# "I am shocked to hear that Phoenix is not asking for a lot more from us,"



## Sedd (Sep 1, 2003)

http://www.ajc.com/sports/content/sports/hawks/0805/14hawks.html

I took this from the Hawks forum and I heard it on Bickley.

After reading this article I am pretty disgusted with this trade. The quote in the title disgusts me the most. They got Joe for a freaking bargain. The Suns gave away Joe Johnson. Colangelo couldn't even get us Tony freakin Delk who is a serviceable PG.


----------



## rebelsun (Nov 25, 2003)

Sedd said:


> http://www.ajc.com/sports/content/sports/hawks/0805/14hawks.html
> 
> I took this from the Hawks forum and I heard it on Bickley.
> 
> After reading this article I am pretty disgusted with this trade. The quote in the title disgusts me the most. They got Joe for a freaking bargain. The Suns gave away Joe Johnson. Colangelo couldn't even get us Tony freakin Delk who is a serviceable PG.


Negotiation 101:
Always ask for more than you realistically expect to receive with the first offer.

Apparently the Suns panicked, thinking their options were limited. I still think they jumped the gun.


----------



## Sedd (Sep 1, 2003)

RebelSun said:


> Negotiation 101:
> Always ask for more than you realistically expect to receive with the first offer.
> 
> Apparently the Suns panicked, thinking their options were limited.
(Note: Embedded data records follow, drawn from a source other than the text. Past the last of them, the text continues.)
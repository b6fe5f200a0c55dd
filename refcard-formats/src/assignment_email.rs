//! Assignment notification e-mails, pasted one after another.
//!
//! Each e-mail opens with a greeting naming the referee it was sent to, then
//! lists the game as `Label: value` lines:
//!
//! ```text
//! Hi Ann Smith,
//!
//! You have been assigned to the following game:
//! Game: 1042
//! Date/Time: Saturday, January 3, 2026 at 9:00 AM
//! Division: U12 Boys
//! Location: Central Park - Field 3
//! Matchup: Blue Jays @ Red Hawks
//! Officials:
//!   AR1: Bob Jones
//!   Cy Young (AR2)
//! Assigner: Pat Lee <pat@example.com>
//! ```
//!
//! The greeting's recipient is the game's primary referee. Other listed
//! officials fill the remaining slots in the order given.

use std::sync::LazyLock;

use regex::Regex;

use refcard_core::crew::RoleKind;
use refcard_core::datetime::split_date_time;
use refcard_core::util::{extract_email, header_key, normalize_ws};
use refcard_core::{Diagnostics, Official, ParseError, RawGame, ScheduleParser};

// ---------------------------------------------------------------------------
// Patterns
// ---------------------------------------------------------------------------

static GREETING_RE: LazyLock<Regex> = LazyLock::new(|| {
    Regex::new(
        r"(?i)^\s*(?:hi|hello|dear|hey|good\s+(?:morning|afternoon|evening))\b[\s,]*(?P<name>[a-z][a-z.' \-]*?)?\s*(?:[,!:;]|$)",
    )
    .expect("valid greeting regex")
});

/// A greeting alone on its line: `Hi Ann Smith,`, `Dear Mr. O'Neil:`.
static STANDALONE_GREETING_RE: LazyLock<Regex> = LazyLock::new(|| {
    Regex::new(
        r"(?i)^\s*(?:hi|hello|dear|hey|good\s+(?:morning|afternoon|evening))\b[\s,]*(?P<name>[^\s,!:;]+(?:\s+[^\s,!:;]+){0,3})?\s*[,!:;]?\s*$",
    )
    .expect("valid standalone greeting regex")
});

static LABEL_RE: LazyLock<Regex> = LazyLock::new(|| {
    Regex::new(r"^(?P<label>[A-Za-z][A-Za-z0-9 #&/'.()\-]{0,40}?)\s*:\s*(?P<value>.*)$")
        .expect("valid label regex")
});

static NAME_ROLE_RE: LazyLock<Regex> = LazyLock::new(|| {
    Regex::new(r"^(?P<name>[^()]+?)\s*\((?P<role>[^()]+)\)$").expect("valid name (role) regex")
});

static VERSUS_RE: LazyLock<Regex> = LazyLock::new(|| {
    Regex::new(r"(?i)\s+(?:vs\.?|v\.?|versus)\s+").expect("valid versus regex")
});

/// Greeting words that address a group rather than one referee.
const GROUP_ADDRESSES: &[&str] = &[
    "all", "everyone", "everybody", "team", "there", "folks", "refs", "referees", "officials",
    "crew", "coach", "coaches",
];

// ---------------------------------------------------------------------------
// Labels
// ---------------------------------------------------------------------------

const GAME: &[&str] = &["game", "game number", "game no", "game id", "match number", "match no"];
const DATE_TIME: &[&str] = &["date time", "date and time", "when", "scheduled"];
const DATE: &[&str] = &["date", "game date", "match date"];
const TIME: &[&str] = &["time", "start time", "kickoff", "kick off", "game time"];
const AGE: &[&str] = &["division", "age", "age group", "age division", "level", "league", "competition"];
const LOCATION: &[&str] = &["location", "site", "venue", "facility"];
const FIELD: &[&str] = &["field", "pitch", "field number"];
const HOME: &[&str] = &["home", "home team"];
const AWAY: &[&str] = &["away", "away team", "visitor", "visitors", "visiting team"];
const MATCHUP: &[&str] = &["matchup", "match up", "teams", "match", "game matchup"];
const HOME_COLORS: &[&str] = &["home colors", "home colours", "home jersey"];
const AWAY_COLORS: &[&str] = &["away colors", "away colours", "away jersey"];
const NOTES: &[&str] = &["notes", "note", "comments", "instructions"];
const ASSIGNER: &[&str] = &["assigner", "assignor", "assigned by"];
const ASSIGNER_EMAIL: &[&str] = &["assigner email", "assignor email"];
const ASSIGNER_PHONE: &[&str] = &["assigner phone", "assignor phone"];
const PAYER: &[&str] = &["payer", "paid by"];
const PAYER_EMAIL: &[&str] = &["payer email"];
const PAYER_PHONE: &[&str] = &["payer phone"];
const CREW: &[&str] = &["officials", "crew", "referees", "referee crew", "officiating crew", "other officials"];

// ---------------------------------------------------------------------------
// Block state
// ---------------------------------------------------------------------------

/// One e-mail being read.
struct EmailBlock {
    recipient: Option<String>,
    game: RawGame,
    officials: Vec<Official>,
    in_crew_list: bool,
}

impl EmailBlock {
    fn new(recipient: Option<String>) -> Self {
        Self {
            recipient,
            game: RawGame::new(),
            officials: Vec::new(),
            in_crew_list: false,
        }
    }

    fn read_line(&mut self, line: &str) {
        let line = line.trim();
        if line.is_empty() {
            self.in_crew_list = false;
            return;
        }
        let line = line.trim_start_matches(['-', '*', '•']).trim_start();

        if let Some(caps) = LABEL_RE.captures(line) {
            let raw_label = caps["label"].trim();
            let value = caps["value"].trim();
            self.read_label(raw_label, &header_key(raw_label), value);
        } else if self.in_crew_list {
            if let Some(official) = crew_entry(line) {
                self.officials.push(official);
            }
        }
    }

    fn read_label(&mut self, raw_label: &str, label: &str, value: &str) {
        let is = |aliases: &[&str]| aliases.contains(&label);

        if is(CREW) {
            self.in_crew_list = true;
            for entry in value.split([',', ';']) {
                if let Some(official) = crew_entry(entry.trim()) {
                    self.officials.push(official);
                }
            }
            return;
        }

        if !is(GAME) && RoleKind::classify(raw_label) != RoleKind::Unknown {
            // "AR1: Bob Jones", in or out of the crew list
            if let Some(official) = crew_entry(value) {
                self.officials.push(official.with_role(raw_label));
            }
            return;
        }

        self.in_crew_list = false;
        let game = &mut self.game;
        if is(GAME) {
            game.set("game_number", value.trim_start_matches('#'));
        } else if is(DATE_TIME) {
            let (date, time) = split_date_time(value);
            game.set("match_date", date).set("match_time", time);
        } else if is(DATE) {
            let (date, time) = split_date_time(value);
            game.set("match_date", date);
            if !game.contains("match_time") {
                game.set("match_time", time);
            }
        } else if is(TIME) {
            game.set("match_time", value);
        } else if is(AGE) {
            game.set("age_division", value);
        } else if is(LOCATION) {
            game.set("location", value);
        } else if is(FIELD) {
            game.set("field", value);
        } else if is(HOME) {
            game.set("home_team", value);
        } else if is(AWAY) {
            game.set("away_team", value);
        } else if is(MATCHUP) {
            if let Some((home, away)) = split_matchup(value) {
                game.set("home_team", home).set("away_team", away);
            }
        } else if is(HOME_COLORS) {
            game.set("home_colors", value);
        } else if is(AWAY_COLORS) {
            game.set("away_colors", value);
        } else if is(NOTES) {
            game.set("notes", value);
        } else if is(ASSIGNER) {
            set_contact(game, "assigner", value);
        } else if is(ASSIGNER_EMAIL) {
            game.set_contact_field("assigner", "email", value);
        } else if is(ASSIGNER_PHONE) {
            game.set_contact_field("assigner", "phone", value);
        } else if is(PAYER) {
            set_contact(game, "payer", value);
        } else if is(PAYER_EMAIL) {
            game.set_contact_field("payer", "email", value);
        } else if is(PAYER_PHONE) {
            game.set_contact_field("payer", "phone", value);
        }
    }

    /// Close the block. `None` when it does not name both teams.
    fn finish(self) -> Option<RawGame> {
        let Self {
            recipient,
            mut game,
            officials,
            ..
        } = self;
        if !game.has_teams() {
            return None;
        }

        let Some(recipient) = recipient else {
            for official in &officials {
                game.push_official(official);
            }
            return Some(game);
        };

        let same = |o: &Official| o.name.eq_ignore_ascii_case(&recipient);
        let mut primary = Official::named(recipient.as_str()).with_role("Referee");
        if let Some(listed) = officials.iter().find(|o| same(*o)) {
            primary.email = listed.email.clone();
            primary.phone = listed.phone.clone();
        }
        let others: Vec<&Official> = officials.iter().filter(|o| !same(*o)).collect();

        game.set("referee1", &primary.name);
        for (slot, official) in ["referee2", "referee3"].iter().zip(&others) {
            game.set(slot, &official.name);
        }
        game.push_official(&primary);
        for official in others {
            game.push_official(official);
        }
        Some(game)
    }
}

// ---------------------------------------------------------------------------
// Value helpers
// ---------------------------------------------------------------------------

/// The recipient named by a greeting line, if the line is a greeting.
///
/// Outer `None`: not a greeting. Inner `None`: a greeting to nobody in
/// particular ("Hi all,"). Inside an open e-mail only a short greeting
/// standing alone on its line starts the next one, so body sentences such as
/// "Hey, quick reminder about parking." stay in the current block.
fn greeting(line: &str, block_open: bool) -> Option<Option<String>> {
    if block_open
        && !STANDALONE_GREETING_RE
            .captures(line)
            .is_some_and(|caps| caps.name("name").is_none_or(|m| addresses_someone(m.as_str())))
    {
        return None;
    }
    let caps = GREETING_RE.captures(line)?;
    let name = caps
        .name("name")
        .map(|m| normalize_ws(m.as_str().trim_end_matches('.')))
        .filter(|n| !n.is_empty() && !GROUP_ADDRESSES.contains(&n.to_lowercase().as_str()));
    Some(name)
}

/// A capitalized name or a group address ("all", "team").
fn addresses_someone(name: &str) -> bool {
    let name = name.trim_end_matches('.');
    GROUP_ADDRESSES.contains(&name.to_lowercase().as_str())
        || name
            .split_whitespace()
            .all(|word| word.chars().next().is_some_and(char::is_uppercase))
}

/// `"Away @ Home"`, `"Away at Home"` or `"Home vs Away"` as `(home, away)`.
fn split_matchup(value: &str) -> Option<(String, String)> {
    let pair = |a: &str, b: &str| {
        let (a, b) = (a.trim(), b.trim());
        (!a.is_empty() && !b.is_empty()).then(|| (a.to_string(), b.to_string()))
    };
    if let Some((away, home)) = value.split_once(" @ ").or_else(|| value.split_once(" at ")) {
        return pair(home, away);
    }
    let mut parts = VERSUS_RE.splitn(value, 2);
    let home = parts.next()?;
    let away = parts.next()?;
    pair(home, away)
}

/// Split `"Pat Lee <pat@example.com>"` into a name and an address.
fn name_and_email(value: &str) -> (String, Option<String>) {
    match extract_email(value) {
        Some(email) => {
            let name = value
                .replace(&email, "")
                .trim_matches(|c: char| c.is_whitespace() || "<>()[],;-".contains(c))
                .to_string();
            (normalize_ws(&name), Some(email))
        }
        None => (normalize_ws(value), None),
    }
}

fn set_contact(game: &mut RawGame, key: &str, value: &str) {
    let (name, email) = name_and_email(value);
    game.set_contact_field(key, "name", name);
    if let Some(email) = email {
        game.set_contact_field(key, "email", email);
    }
}

/// One crew list entry: `Role: Name`, `Name (Role)` or a bare name.
fn crew_entry(entry: &str) -> Option<Official> {
    let entry = entry.trim();
    if entry.is_empty() {
        return None;
    }
    if let Some(caps) = LABEL_RE.captures(entry) {
        let value = caps["value"].trim();
        return crew_entry(value).map(|o| o.with_role(caps["label"].trim()));
    }

    let (name, role) = match NAME_ROLE_RE.captures(entry) {
        Some(caps) => (caps["name"].to_string(), caps["role"].trim().to_string()),
        None => (entry.to_string(), String::new()),
    };
    let (name, email) = name_and_email(&name);
    if name.is_empty() || name.chars().any(|c| c.is_ascii_digit()) {
        return None;
    }
    let mut official = Official::named(name).with_role(role);
    if let Some(email) = email {
        official.email = email;
    }
    Some(official)
}

// ---------------------------------------------------------------------------
// Parser
// ---------------------------------------------------------------------------

/// Parser for pasted assignment notification e-mails.
#[derive(Debug, Default)]
pub struct AssignmentEmailParser;

impl AssignmentEmailParser {
    pub const KEY: &'static str = "assignment-email";

    pub fn new() -> Self {
        Self
    }
}

impl ScheduleParser for AssignmentEmailParser {
    fn parse_with_diagnostics(
        &self,
        text: &str,
        diagnostics: &mut Diagnostics,
    ) -> Result<Vec<RawGame>, ParseError> {
        let mut games = Vec::new();
        let mut current: Option<EmailBlock> = None;
        let mut dropped = 0;

        let mut close = |block: Option<EmailBlock>, games: &mut Vec<RawGame>| {
            if let Some(block) = block {
                match block.finish() {
                    Some(game) => games.push(game),
                    None => dropped += 1,
                }
            }
        };

        for line in text.lines() {
            if let Some(recipient) = greeting(line, current.is_some()) {
                close(current.take(), &mut games);
                current = Some(EmailBlock::new(recipient));
                continue;
            }
            if let Some(block) = current.as_mut() {
                block.read_line(line);
            }
        }
        close(current.take(), &mut games);

        diagnostics.skipped(dropped, "e-mails without home and away teams");
        Ok(games)
    }

    fn key(&self) -> &str {
        Self::KEY
    }

    fn display_name(&self) -> &str {
        "Assignment e-mails"
    }

    fn description(&self) -> &str {
        "Pasted assignment notifications, one per greeting line"
    }
}

#[cfg(test)]
#[path = "tests/assignment_email_tests.rs"]
mod tests;
//! Fixed-size line blocks: one value per line, twelve lines per game.
//!
//! Some exports list every game as the same sequence of lines:
//!
//! ```text
//! 1042            game number
//! 1/3/2026        date
//! 9:00 AM         time
//! U12 Boys        age / division
//! Central Park    location
//! Field 3         field
//! Red Hawks       home
//! Blue Jays       away
//! Ann Smith       referee 1
//! Bob Jones       referee 2
//! TBD             referee 3
//! -               notes
//! ```
//!
//! Blank lines are ignored, so empty values are written as placeholders such
//! as `-` or `TBD`. A block of column labels may appear anywhere (once per
//! printed page) and is skipped. Values are taken by position; the only check
//! is that a block opens with a game number and a date-like line, so stray
//! page titles are stepped over.

use refcard_core::crew::RoleKind;
use refcard_core::util::{header_key, looks_like_game_number, non_empty_lines};
use refcard_core::{Diagnostics, ParseError, RawGame, ScheduleParser};

/// Lines per game.
pub const BLOCK_SIZE: usize = 12;

/// Field written from each line of a block, in order.
pub const BLOCK_FIELDS: [&str; BLOCK_SIZE] = [
    "game_number",
    "match_date",
    "match_time",
    "age_division",
    "location",
    "field",
    "home_team",
    "away_team",
    "referee1",
    "referee2",
    "referee3",
    "notes",
];

/// Labels that mark a line as part of a header block at least this often.
const MIN_HEADER_LABELS: usize = 8;

const GAME_LABELS: &[&str] = &["game", "game number", "game no", "game id", "game num", "match", "no"];

const FIELD_LABELS: &[&str] = &[
    "date", "game date", "time", "start time", "age", "age group", "division", "level",
    "age division", "location", "site", "venue", "field", "pitch", "sub site", "home",
    "home team", "away", "away team", "visitor", "visitors", "notes", "comments",
];

const PLACEHOLDERS: &[&str] = &["-", "--", "n/a", "na", "tbd", "tba", "none"];

fn is_label(line: &str) -> bool {
    let key = header_key(line);
    GAME_LABELS.contains(&key.as_str())
        || FIELD_LABELS.contains(&key.as_str())
        || RoleKind::classify(line) != RoleKind::Unknown
}

/// Whether `block` is a page's column labels rather than a game.
fn is_header_block(block: &[&str]) -> bool {
    block
        .first()
        .is_some_and(|first| GAME_LABELS.contains(&header_key(first).as_str()))
        && block.iter().filter(|line| is_label(line)).count() >= MIN_HEADER_LABELS
}

fn is_placeholder(value: &str) -> bool {
    PLACEHOLDERS.contains(&value.to_ascii_lowercase().as_str())
}

/// Whether `block` lines up on a game: its first line is a game number and
/// its second carries a digit (`1/3/2026`, `Sat 1/3`, `Jan 10`). Either may
/// be a placeholder.
fn starts_game(block: &[&str]) -> bool {
    let [number, date, ..] = block else {
        return false;
    };
    (is_placeholder(number) || looks_like_game_number(number))
        && (is_placeholder(date) || date.chars().any(|c| c.is_ascii_digit()))
}

fn game_from_block(block: &[&str]) -> RawGame {
    let mut game = RawGame::new();
    for (field, value) in BLOCK_FIELDS.iter().zip(block) {
        if !is_placeholder(value) {
            game.set(field, value);
        }
    }
    game
}

/// Parser for exports that write each game as twelve consecutive lines.
#[derive(Debug, Default)]
pub struct LineBlockParser;

impl LineBlockParser {
    pub const KEY: &'static str = "line-block";

    pub fn new() -> Self {
        Self
    }
}

impl ScheduleParser for LineBlockParser {
    fn parse_with_diagnostics(
        &self,
        text: &str,
        diagnostics: &mut Diagnostics,
    ) -> Result<Vec<RawGame>, ParseError> {
        let lines = non_empty_lines(text);
        let mut games = Vec::new();
        let mut resynced = 0;
        let mut headers = 0;
        let mut pos = 0;

        while pos + BLOCK_SIZE <= lines.len() {
            let block = &lines[pos..pos + BLOCK_SIZE];
            if is_header_block(block) {
                headers += 1;
                pos += BLOCK_SIZE;
                continue;
            }
            if !starts_game(block) {
                // Not aligned on a game; slide forward one line.
                resynced += 1;
                pos += 1;
                continue;
            }
            games.push(game_from_block(block));
            pos += BLOCK_SIZE;
        }

        log::debug!(
            "Line blocks: {} games, {} header blocks skipped",
            games.len(),
            headers
        );
        diagnostics.skipped(resynced, "lines that did not start a game block");
        diagnostics.skipped(lines.len() - pos, "trailing lines shorter than a full block");
        Ok(games)
    }

    fn key(&self) -> &str {
        Self::KEY
    }

    fn display_name(&self) -> &str {
        "Line blocks (12 lines per game)"
    }

    fn description(&self) -> &str {
        "One value per line: number, date, time, age, location, field, home, away, three referees, notes"
    }
}

#[cfg(test)]
#[path = "tests/line_block_tests.rs"]
mod tests;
I still think they jumped the gun.


My man you are right. They thought they may have to part with one of the Josh boys from what that article reads. Suns management team choked big time. Shame how Brian went from Exec of Year to Isaiah's and Billy Hunter's you know what. Colangelo has gotten OWNED all off season.


----------



## Carbo04 (Apr 15, 2005)

I've been saying this for awhile now. It should of been Harrington, and Childress, or go **** yourself.


----------



## Dissonance (Jul 21, 2004)

Meh, I heard about this too. We're *******es. I bet all of us here coulda gotten a better deal than they did. We'd see how much they _really_ wanted him. :evil:

But I'm lil bit glad, it means Marion isnt going anywhere. And we'd have money in the future to get a 2 with Amare here attracting them.


----------



## Kekai (Jan 12, 2005)

RebelSun said:


> Negotiation 101:
> Always ask for more than you realistically expect to receive with the first offer.
> 
> Apparently the Suns panicked, thinking their options were limited. I still think they jumped the gun.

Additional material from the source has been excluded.